The vast expanses of America’s public lands, set aside to serve the national interest, have a complex and unlikely history that spans more than two centuries.
In the United States, federally-owned public lands form the tapestry upon which so many recreationists depend, as do agricultural, extractive, tourism, and hunting industries that support local economies. Beyond that, these lands have unquantifiable cultural, scientific, ecological, and scenic values. As cyclists, public lands offer literally endless miles of trails, 4×4 tracks, and gravel roads that can carry us off the pavement, away from crowds, and into landscapes as quiet and remote as we may desire. The United States is globally unique with respect to the vast tracts of lands still remaining in the public domain, lands that are managed for a broad array of uses by various agencies and beneath a dizzying array of special designations and associated acronyms. However, political efforts to eliminate some or all of these public lands serve to highlight how we as recreationists cannot take these lands for granted.
A late spring storm rolls through the Inyo National Forest
Many of the direst and, direct threats to the future of public land that made news headlines over the past few years have subsided slightly. But these threats are all founded upon historically recurring ideas such as the wholesale transfer of federal public lands to states, the sale of some public lands to private parties and corporations, and less direct affronts like limiting or eliminating public participation in land management decision processes. The more that we, the general public and users of public lands, know about the history of just how this complex fabric of public domain lands came to be, the more effectively we can engage in dialogue about the current and future role and fate of such lands.
Public federal lands in the United States constitute approximately 25% of the country’s land area. Most of this 25% is managed by the Bureau of Land Management (BLM; 10%), U.S. Forest Service (USFS; 8%), the Fish and Wildlife Service (4%), and the National Park Service (3%). The majority of these lands are located in the contiguous states west of the Mississippi River and in Alaska. Many individual states also have extensive landholdings, but most state-owned lands are not considered public lands as they are generally managed to generate revenue through leasing and outright sale.
This article explores the origins of the two most extensive types of public lands – national forests and lesser-known BLM lands. USFS lands, totaling 193 million acres, were mostly established in a period of just 16 years spanning the turn of the last century. BLM lands, spanning 248 million acres, were not formally cemented as public lands until 1976. However, the history of how these millions of acres were set aside with the national interest in mind began more than two centuries ago when the federal government began selling and giving away its rapidly-growing territory.
Massive wildfires in Idaho and Montana in 1910 helped build public and congressional support for the young USFS. Library of Congress Photo.
Origins of Public Domain Lands
The lands that so many of us cherish today as our federal public lands (as well as all other lands in the United States) were once the territories of hundreds of indigenous groups. Through relocation, forced assimilation, treaties, and genocide, lands were taken from these groups. Today, indigenous groups continue fighting to regain some of their ancestral lands – for the recognition and protection of sacred places, for water rights, for resources promised in treaties and court orders, for sovereignty, and for so much more.

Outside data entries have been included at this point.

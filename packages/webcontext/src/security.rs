//! URL safety validation.
//!
//! User-submitted URLs are fetched server-side, so every URL is checked
//! before any network call to keep the pipeline away from internal
//! services (localhost, private ranges, cloud metadata endpoints) and
//! non-HTTP schemes.

use std::collections::HashSet;
use std::net::IpAddr;

use crate::error::{SecurityError, SecurityResult};

/// Policy applied to every URL before the pipeline fetches it.
#[derive(Debug, Clone)]
pub struct UrlPolicy {
    allowed_schemes: HashSet<String>,
    blocked_hosts: HashSet<String>,
    blocked_cidrs: Vec<ipnet::IpNet>,
    allowed_hosts: HashSet<String>,
}

impl Default for UrlPolicy {
    fn default() -> Self {
        Self::new()
    }
}

impl UrlPolicy {
    /// Create a policy with the default deny rules.
    pub fn new() -> Self {
        Self {
            allowed_schemes: ["http", "https"].into_iter().map(String::from).collect(),
            blocked_hosts: [
                "localhost",
                "127.0.0.1",
                "::1",
                "[::1]",
                "0.0.0.0",
                "metadata.google.internal",
                "instance-data",
            ]
            .into_iter()
            .map(String::from)
            .collect(),
            blocked_cidrs: default_blocked_cidrs(),
            allowed_hosts: HashSet::new(),
        }
    }

    /// Allow a host, bypassing the deny rules. Used by tests and
    /// development setups that fetch from loopback.
    pub fn allow_host(mut self, host: impl Into<String>) -> Self {
        self.allowed_hosts.insert(host.into());
        self
    }

    /// Block an additional host.
    pub fn block_host(mut self, host: impl Into<String>) -> Self {
        self.blocked_hosts.insert(host.into());
        self
    }

    /// Block an additional CIDR range.
    pub fn block_cidr(mut self, cidr: ipnet::IpNet) -> Self {
        self.blocked_cidrs.push(cidr);
        self
    }

    /// Check a URL against the policy.
    pub fn check(&self, url: &str) -> SecurityResult<()> {
        let parsed = url::Url::parse(url)?;

        if !self.allowed_schemes.contains(parsed.scheme()) {
            return Err(SecurityError::DisallowedScheme(parsed.scheme().to_string()));
        }

        let host = parsed.host_str().ok_or(SecurityError::NoHost)?;

        if self.allowed_hosts.contains(host) {
            return Ok(());
        }

        if self.blocked_hosts.contains(host) {
            return Err(SecurityError::BlockedHost(host.to_string()));
        }

        if let Ok(ip) = host.parse::<IpAddr>() {
            for cidr in &self.blocked_cidrs {
                if cidr.contains(&ip) {
                    return Err(SecurityError::BlockedCidr(ip.to_string()));
                }
            }
        }

        Ok(())
    }
}

fn default_blocked_cidrs() -> Vec<ipnet::IpNet> {
    [
        "10.0.0.0/8",
        "172.16.0.0/12",
        "192.168.0.0/16",
        "169.254.0.0/16",
        "127.0.0.0/8",
        "::1/128",
        "fc00::/7",
        "fe80::/10",
    ]
    .into_iter()
    .map(|c| c.parse().expect("static CIDR"))
    .collect()
}
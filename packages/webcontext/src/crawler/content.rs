//! HTML content parsing: visible text, links, and media references.

use scraper::{Html, Selector};
use url::Url;

/// Parsed content of one HTML page.
#[derive(Debug, Clone, Default)]
pub struct PageContent {
    pub title: Option<String>,
    pub text: String,
    pub links: Vec<String>,
    pub media: Vec<String>,
}

/// Parse a page: strip non-content markup down to readable text and
/// collect navigational and media links resolved against `base`.
pub fn parse_page(base: &Url, html: &str) -> PageContent {
    let document = Html::parse_document(html);

    PageContent {
        title: extract_title(&document),
        text: visible_text(html),
        links: extract_links(base, &document),
        media: extract_media(base, &document),
    }
}

fn extract_title(document: &Html) -> Option<String> {
    let selector = Selector::parse("title").expect("static selector");
    document
        .select(&selector)
        .next()
        .map(|el| el.text().collect::<String>().trim().to_string())
        .filter(|t| !t.is_empty())
}

/// Reduce HTML to visible text. Scripts, styles, navigation, headers,
/// footers, and asides are dropped before tags are flattened.
pub fn visible_text(html: &str) -> String {
    let mut text = html.to_string();

    // Drop non-content subtrees
    for tag in ["script", "style", "noscript", "nav", "header", "footer", "aside", "svg"] {
        let pattern = regex::Regex::new(&format!(r"(?is)<{tag}\b[^>]*>.*?</{tag}>"))
            .expect("static pattern");
        text = pattern.replace_all(&text, " ").to_string();
    }

    // Keep block boundaries as line breaks
    let break_pattern =
        regex::Regex::new(r"(?i)</(p|div|li|h[1-6]|tr|table|section|article)>|<br\s*/?>")
            .expect("static pattern");
    text = break_pattern.replace_all(&text, "\n").to_string();

    // Flatten remaining tags
    let tag_pattern = regex::Regex::new(r"<[^>]+>").expect("static pattern");
    text = tag_pattern.replace_all(&text, " ").to_string();

    text = decode_entities(&text);

    // Collapse runs of whitespace while preserving line structure
    let mut lines: Vec<String> = Vec::new();
    for line in text.lines() {
        let collapsed = line.split_whitespace().collect::<Vec<_>>().join(" ");
        if !collapsed.is_empty() {
            lines.push(collapsed);
        }
    }
    lines.join("\n")
}

fn decode_entities(text: &str) -> String {
    text.replace("&nbsp;", " ")
        .replace("&amp;", "&")
        .replace("&lt;", "<")
        .replace("&gt;", ">")
        .replace("&quot;", "\"")
        .replace("&#39;", "'")
}

fn extract_links(base: &Url, document: &Html) -> Vec<String> {
    let selector = Selector::parse("a[href]").expect("static selector");
    let mut links = Vec::new();

    for element in document.select(&selector) {
        let Some(href) = element.value().attr("href") else {
            continue;
        };
        if href.starts_with('#')
            || href.starts_with("javascript:")
            || href.starts_with("mailto:")
            || href.starts_with("tel:")
        {
            continue;
        }
        if let Ok(resolved) = base.join(href) {
            links.push(resolved.to_string());
        }
    }

    links
}

fn extract_media(base: &Url, document: &Html) -> Vec<String> {
    let selector =
        Selector::parse("img[src], video[src], audio[src], source[src]").expect("static selector");
    let mut media = Vec::new();

    for element in document.select(&selector) {
        let Some(src) = element.value().attr("src") else {
            continue;
        };
        if src.starts_with("data:") {
            continue;
        }
        if let Ok(resolved) = base.join(src) {
            media.push(resolved.to_string());
        }
    }

    media
}
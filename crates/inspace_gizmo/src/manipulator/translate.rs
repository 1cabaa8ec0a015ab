//! Translate manipulator: snaps the handle onto the nearest axis track.

use inspace_math::{clamp, Vec2};

use super::{DragContext, DragOutput, Manipulator};
use crate::axis::{Axis, OperatingMode};
use crate::pose::Pose;
use crate::projection::{
    axis_scalar, closest_axis, handle_on_axis, normalized_progress, track_limit, POSITION_SCALE,
};
use crate::session::DragSession;

/// Moves the object along X, Y or Z.
#[derive(Clone, Copy, Debug, Default)]
pub struct TranslateManipulator;

impl TranslateManipulator {
    pub fn new() -> Self {
        Self
    }

    /// Pick the axis for this frame, honoring an engaged lock.
    fn resolve_axis(&self, rel: Vec2, ctx: &DragContext<'_>, session: &mut DragSession) -> Axis {
        let locked = session.lock_requested(ctx.settings.lock_axis, ctx.modifier_active)
            && session.active
            && session.axis_committed;
        if locked {
            return session.selected_axis;
        }

        let axis = closest_axis(rel);
        if !session.axis_committed || axis != session.selected_axis {
            log::debug!("Translate axis -> {}", axis);
        }
        session.selected_axis = axis;
        session.axis_committed = true;
        axis
    }
}

impl Manipulator for TranslateManipulator {
    fn mode(&self) -> OperatingMode {
        OperatingMode::Transform
    }

    fn begin_drag(&mut self, _session: &DragSession, _pose: &Pose) {}

    fn drag(
        &mut self,
        rel: Vec2,
        ctx: &DragContext<'_>,
        session: &mut DragSession,
        pose: &mut Pose,
    ) -> DragOutput {
        let axis = self.resolve_axis(rel, ctx, session);

        let limit = track_limit(ctx.settings.allow_drag_beyond_bounds);
        let clamped = clamp(axis_scalar(rel, axis), -limit, limit);
        let progress = normalized_progress(axis, clamped);

        pose.set_position_on(axis, progress * POSITION_SCALE);

        DragOutput {
            handle: handle_on_axis(axis, clamped),
            progress,
            axis: Some(axis),
        }
    }

    fn end_drag(&mut self, _session: &DragSession) {}
}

The carving up of the United States’ landholdings began shortly after the nation’s inception, and literally, thousands of Congressional acts and statutes in the subsequent 200+ years dictated the fate of these lands. The gridded Public Land Survey System was initiated in 1785 to aid in the disposal of these as unreserved, unappropriated, or vacant “public domain” lands. As the fledgling United States expanded through subsequent territorial acquisitions, the acreage of public domain lands grew exponentially. With this growth, Congress initiated an era of doling out land grants – giving away public domain lands to private parties – to establish sovereignty over its new territories and promote economic growth through expansion, settlement, and industrialization.
The General Land Office was established in 1812 to oversee the continued disposal of public domain lands, and during the 19th century, a full 50% of the land area of the country was given away. An eighth of that land went to homesteaders, and another eighth went to railroads companies; agricultural, mining and logging operations also received substantial grants.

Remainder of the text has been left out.